Hishon v. King & Spalding

Justice Powell,

concurring.

I join the Court’s opinion holding that petitioner’s complaint alleges a violation of Title VII and that the motion to dismiss should not have been granted. Petitioner’s complaint avers that the law firm violated its promise that she would be considered for partnership on a “fair and equal basis” within the time span that associates generally are so considered.1 Petitioner is entitled to the opportunity to prove these averments.

I write to make clear my understanding that the Court’s opinion should not be read as extending Title VII to the management of a law firm by its partners. The reasoning of the Court’s opinion does not require that the relationship among partners be characterized as an “employment” relationship to which Title VII would apply. The relationship among law partners differs markedly from that between employer and employee — including that between the partnership and its associates.2 The judgmental and sensitive decisions that must be made among the partners embrace a wide range of subjects.3 The essence of the law partnership is the common *80conduct of a shared enterprise. The relationship among law partners contemplates that decisions important to the partnership normally will be made by common agreement, see, e. g., Memorandum of Agreement, King & Spalding, App. 153-164 (respondent’s partnership agreement), or consent among the partners.

Respondent contends that for these reasons application of Title VII to the decision whether to admit petitioner to the firm implicates the constitutional right to association. But here it is alleged that respondent as an employer is obligated by contract to consider petitioner for partnership on equal terms without regard to sex. I agree that enforcement of this obligation, voluntarily assumed, would impair no right of association.4

*81In admission decisions made by law firms, it is now widely recognized — as it should be — that in fact neither race nor sex is relevant. The qualities of mind, capacity to reason logically, ability to work under pressure, leadership, and the like are unrelated to race or sex. This is demonstrated by the success of women and minorities in law schools, in the practice of law, on the bench, and in positions of community, state, and national leadership.

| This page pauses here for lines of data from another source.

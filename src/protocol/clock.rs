//! Round-trip clock synchronization.
//!
//! The initiating side periodically samples the peer's clock: it sends its
//! local time `T0`, the peer answers with its own time `Tr`, and on receipt at
//! `T1` we estimate one-way latency as half the round trip and the offset as
//! `Tr - T1 + latency`. Samples are gathered in cycles of `N` spread over a
//! window; each completed cycle replaces the offset with a mean that ignores
//! outliers.

use crate::config::ClockConfig;
use tracing::{debug, trace};

/// Samples further than this factor from the cycle median are discarded.
pub const OUTLIER_FACTOR: f64 = 1.5;

/// One completed round trip.
#[derive(Debug, Clone, Copy, PartialEq)]
pub struct ClockSample {
    /// Estimated one-way latency in milliseconds.
    pub latency_ms: f64,
    /// Estimated `remote - local` offset in milliseconds.
    pub delta_ms: f64,
}

impl ClockSample {
    /// `t0`: local send time, `t1`: local receive time, `remote`: peer time
    /// embedded in the response. All UTC milliseconds.
    pub fn from_round_trip(t0: i64, t1: i64, remote: i64) -> Self {
        let latency_ms = ((t1 - t0) as f64 / 2.0).max(0.0);
        let delta_ms = (remote - t1) as f64 + latency_ms;
        Self {
            latency_ms,
            delta_ms,
        }
    }
}

fn median(sorted: &[f64]) -> f64 {
    let mid = sorted.len() / 2;
    if sorted.len() % 2 == 0 {
        (sorted[mid - 1] + sorted[mid]) / 2.0
    } else {
        sorted[mid]
    }
}

/// Collapse one cycle of deltas into a single offset.
///
/// Takes the median, drops every delta whose magnitude exceeds
/// `OUTLIER_FACTOR * |median|`, and averages what is left. If nothing
/// survives the median itself is used. Returns `None` for an empty cycle.
pub fn reduce_cycle(deltas: &[f64]) -> Option<f64> {
    if deltas.is_empty() {
        return None;
    }

    let mut sorted = deltas.to_vec();
    sorted.sort_by(|a, b| a.total_cmp(b));
    let median = median(&sorted);
    let limit = OUTLIER_FACTOR * median.abs();

    let survivors: Vec<f64> = deltas.iter().copied().filter(|d| d.abs() <= limit).collect();
    if survivors.is_empty() {
        return Some(median);
    }
    Some(survivors.iter().sum::<f64>() / survivors.len() as f64)
}

/// Sampling schedule and current offset for one connection.
#[derive(Debug, Clone)]
pub struct ClockSync {
    sample_count: i32,
    spacing_ms: i64,
    interval_ms: i64,
    delta_ms: Option<f64>,
    cycle: Vec<f64>,
    next_due_ms: Option<i64>,
    outstanding: bool,
    cycles_completed: u64,
}

impl ClockSync {
    pub fn new(config: &ClockConfig) -> Self {
        let window_ms = config.sample_window.as_millis() as i64;
        let spacing_ms = if config.sample_count > 1 {
            window_ms / i64::from(config.sample_count)
        } else {
            0
        };

        Self {
            sample_count: config.sample_count,
            spacing_ms,
            interval_ms: config.sync_interval.as_millis() as i64,
            delta_ms: None,
            cycle: Vec::new(),
            next_due_ms: None,
            outstanding: false,
            cycles_completed: 0,
        }
    }

    /// A non-positive sample count turns sampling off.
    pub fn is_enabled(&self) -> bool {
        self.sample_count > 0
    }

    pub fn is_running(&self) -> bool {
        self.next_due_ms.is_some()
    }

    /// Begin sampling; the first request is due immediately.
    pub fn start(&mut self, now_ms: i64) {
        if self.is_enabled() && self.next_due_ms.is_none() {
            debug!(sample_count = self.sample_count, spacing_ms = self.spacing_ms, "Clock sync started");
            self.next_due_ms = Some(now_ms);
        }
    }

    pub fn stop(&mut self) {
        self.next_due_ms = None;
        self.outstanding = false;
        self.cycle.clear();
    }

    /// True when a sample request should go out now. Marks it outstanding so
    /// at most one request is in flight.
    pub fn poll_due(&mut self, now_ms: i64) -> bool {
        match self.next_due_ms {
            Some(due) if !self.outstanding && now_ms >= due => {
                self.outstanding = true;
                true
            }
            _ => false,
        }
    }

    /// Release the in-flight slot of a request that was never sent and try
    /// again after the usual spacing.
    pub fn abandon_request(&mut self, now_ms: i64) {
        if !self.outstanding {
            return;
        }
        self.outstanding = false;
        if self.next_due_ms.is_some() {
            self.next_due_ms = Some(now_ms + self.spacing_ms);
        }
    }

    /// Fold in the response to an outstanding request.
    pub fn record(&mut self, t0: i64, t1: i64, remote: i64) -> ClockSample {
        let sample = ClockSample::from_round_trip(t0, t1, remote);
        self.outstanding = false;

        if self.delta_ms.is_none() {
            // First sample of the connection seeds the offset
            self.delta_ms = Some(sample.delta_ms);
        }

        self.cycle.push(sample.delta_ms);
        trace!(
            latency_ms = sample.latency_ms,
            delta_ms = sample.delta_ms,
            collected = self.cycle.len(),
            "Clock sample recorded"
        );

        if self.cycle.len() as i64 >= i64::from(self.sample_count.max(1)) {
            if let Some(delta) = reduce_cycle(&self.cycle) {
                self.delta_ms = Some(delta);
            }
            self.cycle.clear();
            self.cycles_completed += 1;
            if self.next_due_ms.is_some() {
                self.next_due_ms = Some(t1 + self.interval_ms);
            }
            debug!(delta_ms = ?self.delta_ms, cycles = self.cycles_completed, "Clock cycle complete");
        } else if self.next_due_ms.is_some() {
            self.next_due_ms = Some(t1 + self.spacing_ms);
        }

        sample
    }

    /// Current offset in milliseconds, zero before the first sample.
    pub fn delta_ms(&self) -> f64 {
        self.delta_ms.unwrap_or(0.0)
    }

    pub fn cycles_completed(&self) -> u64 {
        self.cycles_completed
    }

    /// Local UTC milliseconds shifted onto the peer's clock.
    pub fn synchronized_ms(&self, local_ms: i64) -> i64 {
        local_ms + self.delta_ms().round() as i64
    }
}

Law firms — and, of course, society — are the better for these changes.

Law firms normally require a period of associateship as a prerequisite to being eligible to “make” partner. This need not be an inflexible period, as firms may vary from the norm and admit to partnership earlier than, or subsequent to, the customary period of service. Also, as the complaint recognizes, many firms make annual evaluations of the performances of associates, and usually are free to terminate employment on the basis of these evaluations.

Of course, an employer may not evade the strictures of Title VII simply by labeling its employees as “partners.” Law partnerships usually have many of the characteristics that I describe generally here.

These decisions concern such matters as participation in profits and other types of compensation; work assignments; approval of commitments in bar association, civic, or political activities; questions of billing; accept-*80anee of new clients; questions of conflicts of interest; retirement programs; and expansion policies. Such decisions may affect each partner of the firm. Divisions of partnership profits, unlike shareholders’ rights to dividends, involve judgments as to each partner’s contribution to the reputation and success of the firm. This is true whether the partner’s participation in profits is measured in terms of points or percentages, combinations of salaries and points, salaries and bonuses, and possibly in other ways.

The Court’s opinion properly reminds us that “invidious private discrimination . . . has never been accorded affirmative constitutional protections.” Ante, at 78. This is not to say, however, that enforcement of laws that ban discrimination will always be without cost to other values, including constitutional rights. Such laws may impede the exercise of personal judgment in choosing one’s associates or colleagues. See generally Fallon, To Each According to His Ability, From None According to His Race: The Concept of Merit in the Law of Antidiscrimination, 60 Boston Univ. L. Rev. 815, 844-860 (1980). Impediments to the exercise of one’s right to choose one’s associates can violate the right of association protected by the First and Fourteenth Amendments. Cf. NAACP v. Button, 371 U. S. 415 (1963); NAACP v. Alabama ex rel. Patterson, 357 U. S. 449 (1958).

With respect to laws that prevent discrimination, much depends upon the standards by which the courts examine private decisions that are an exercise of the right of association. For example, the Courts of Appeals generally have acknowledged that respect for academic freedom requires some deference to the judgment of schools and universities as to the qualifications of professors, particularly those considered for tenured positions. Lieberman v. Gant, 630 F. 2d 60, 67-68 (CA2 1980); Kunda v. Muhlenberg *81College, 621 F. 2d 532, 547-548 (CA3 1980). Cf. University of California Regents v. Bakke, 438 U. S. 265, 311-315 (1978) (opinion of JUSTICE Powell). The present ease, before us on a motion to dismiss for lack of subject-matter jurisdiction, does not present such an issue.